[Stored items]
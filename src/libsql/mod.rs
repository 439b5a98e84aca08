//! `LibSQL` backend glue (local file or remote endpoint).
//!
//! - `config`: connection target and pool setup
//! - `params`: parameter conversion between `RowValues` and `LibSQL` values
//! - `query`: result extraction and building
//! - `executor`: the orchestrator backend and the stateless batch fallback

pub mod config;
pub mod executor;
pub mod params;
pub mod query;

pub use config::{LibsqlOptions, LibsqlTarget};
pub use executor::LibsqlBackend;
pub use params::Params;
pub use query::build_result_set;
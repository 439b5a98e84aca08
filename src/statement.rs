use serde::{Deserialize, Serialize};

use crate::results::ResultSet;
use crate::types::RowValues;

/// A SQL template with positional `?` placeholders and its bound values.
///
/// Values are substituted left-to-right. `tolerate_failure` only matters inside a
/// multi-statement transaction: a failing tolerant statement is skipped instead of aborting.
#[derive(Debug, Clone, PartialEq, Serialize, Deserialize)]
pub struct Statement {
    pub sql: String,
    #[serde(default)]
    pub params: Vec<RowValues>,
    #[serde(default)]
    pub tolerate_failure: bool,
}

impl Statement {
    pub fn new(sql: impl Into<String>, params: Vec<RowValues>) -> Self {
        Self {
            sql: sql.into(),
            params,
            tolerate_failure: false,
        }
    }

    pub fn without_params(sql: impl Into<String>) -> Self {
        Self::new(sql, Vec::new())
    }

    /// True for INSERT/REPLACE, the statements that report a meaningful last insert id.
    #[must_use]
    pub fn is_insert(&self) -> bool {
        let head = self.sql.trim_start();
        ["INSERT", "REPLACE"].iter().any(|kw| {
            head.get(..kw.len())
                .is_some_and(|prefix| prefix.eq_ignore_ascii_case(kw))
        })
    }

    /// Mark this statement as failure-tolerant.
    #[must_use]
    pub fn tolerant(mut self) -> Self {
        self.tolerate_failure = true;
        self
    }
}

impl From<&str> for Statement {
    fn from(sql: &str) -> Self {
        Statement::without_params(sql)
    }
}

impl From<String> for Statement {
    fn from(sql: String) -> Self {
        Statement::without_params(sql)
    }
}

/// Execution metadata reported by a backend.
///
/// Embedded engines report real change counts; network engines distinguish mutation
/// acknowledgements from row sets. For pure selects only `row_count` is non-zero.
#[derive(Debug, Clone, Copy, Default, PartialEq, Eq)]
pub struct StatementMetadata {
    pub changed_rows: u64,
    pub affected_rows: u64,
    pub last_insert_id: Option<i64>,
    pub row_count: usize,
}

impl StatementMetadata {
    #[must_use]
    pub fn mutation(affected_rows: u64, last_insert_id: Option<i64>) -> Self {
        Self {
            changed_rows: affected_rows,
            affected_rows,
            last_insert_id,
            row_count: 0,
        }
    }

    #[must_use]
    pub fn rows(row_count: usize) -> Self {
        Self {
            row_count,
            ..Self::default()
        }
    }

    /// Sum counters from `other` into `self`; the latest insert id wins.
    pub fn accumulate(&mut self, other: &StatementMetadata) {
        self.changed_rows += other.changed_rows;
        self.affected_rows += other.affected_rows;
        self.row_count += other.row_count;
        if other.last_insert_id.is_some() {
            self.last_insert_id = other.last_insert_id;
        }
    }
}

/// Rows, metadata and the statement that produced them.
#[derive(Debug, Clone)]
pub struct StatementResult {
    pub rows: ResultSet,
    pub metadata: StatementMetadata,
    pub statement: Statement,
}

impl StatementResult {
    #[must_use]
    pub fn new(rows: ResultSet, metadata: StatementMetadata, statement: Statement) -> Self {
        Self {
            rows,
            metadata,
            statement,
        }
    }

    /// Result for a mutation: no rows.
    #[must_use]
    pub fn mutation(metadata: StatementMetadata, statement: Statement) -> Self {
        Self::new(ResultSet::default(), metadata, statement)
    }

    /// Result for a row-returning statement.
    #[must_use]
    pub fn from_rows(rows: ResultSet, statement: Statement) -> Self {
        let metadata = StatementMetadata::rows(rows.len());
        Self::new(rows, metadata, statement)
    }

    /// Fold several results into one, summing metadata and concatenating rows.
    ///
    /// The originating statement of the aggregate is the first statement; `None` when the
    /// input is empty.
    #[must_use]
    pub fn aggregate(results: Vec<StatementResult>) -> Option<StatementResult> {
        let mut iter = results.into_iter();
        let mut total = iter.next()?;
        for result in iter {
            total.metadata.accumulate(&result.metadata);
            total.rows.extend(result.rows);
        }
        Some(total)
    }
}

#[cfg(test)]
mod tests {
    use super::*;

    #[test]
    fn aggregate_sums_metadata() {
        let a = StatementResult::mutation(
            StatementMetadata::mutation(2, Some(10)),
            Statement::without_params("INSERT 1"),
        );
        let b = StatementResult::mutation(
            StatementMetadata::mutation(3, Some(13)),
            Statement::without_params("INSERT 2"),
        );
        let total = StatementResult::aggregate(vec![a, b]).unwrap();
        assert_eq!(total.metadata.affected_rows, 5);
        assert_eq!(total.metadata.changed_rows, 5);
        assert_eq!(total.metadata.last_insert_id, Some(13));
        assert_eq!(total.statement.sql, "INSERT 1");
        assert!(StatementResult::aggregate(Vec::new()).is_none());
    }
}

• _What you are asked to do_: Show every line in the entries where the string "PartialEq" occurs.

• _Result for this exercise_:
#[derive(Debug, Clone, PartialEq, Serialize, Deserialize)]
#[derive(Debug, Clone, Copy, Default, PartialEq, Eq)]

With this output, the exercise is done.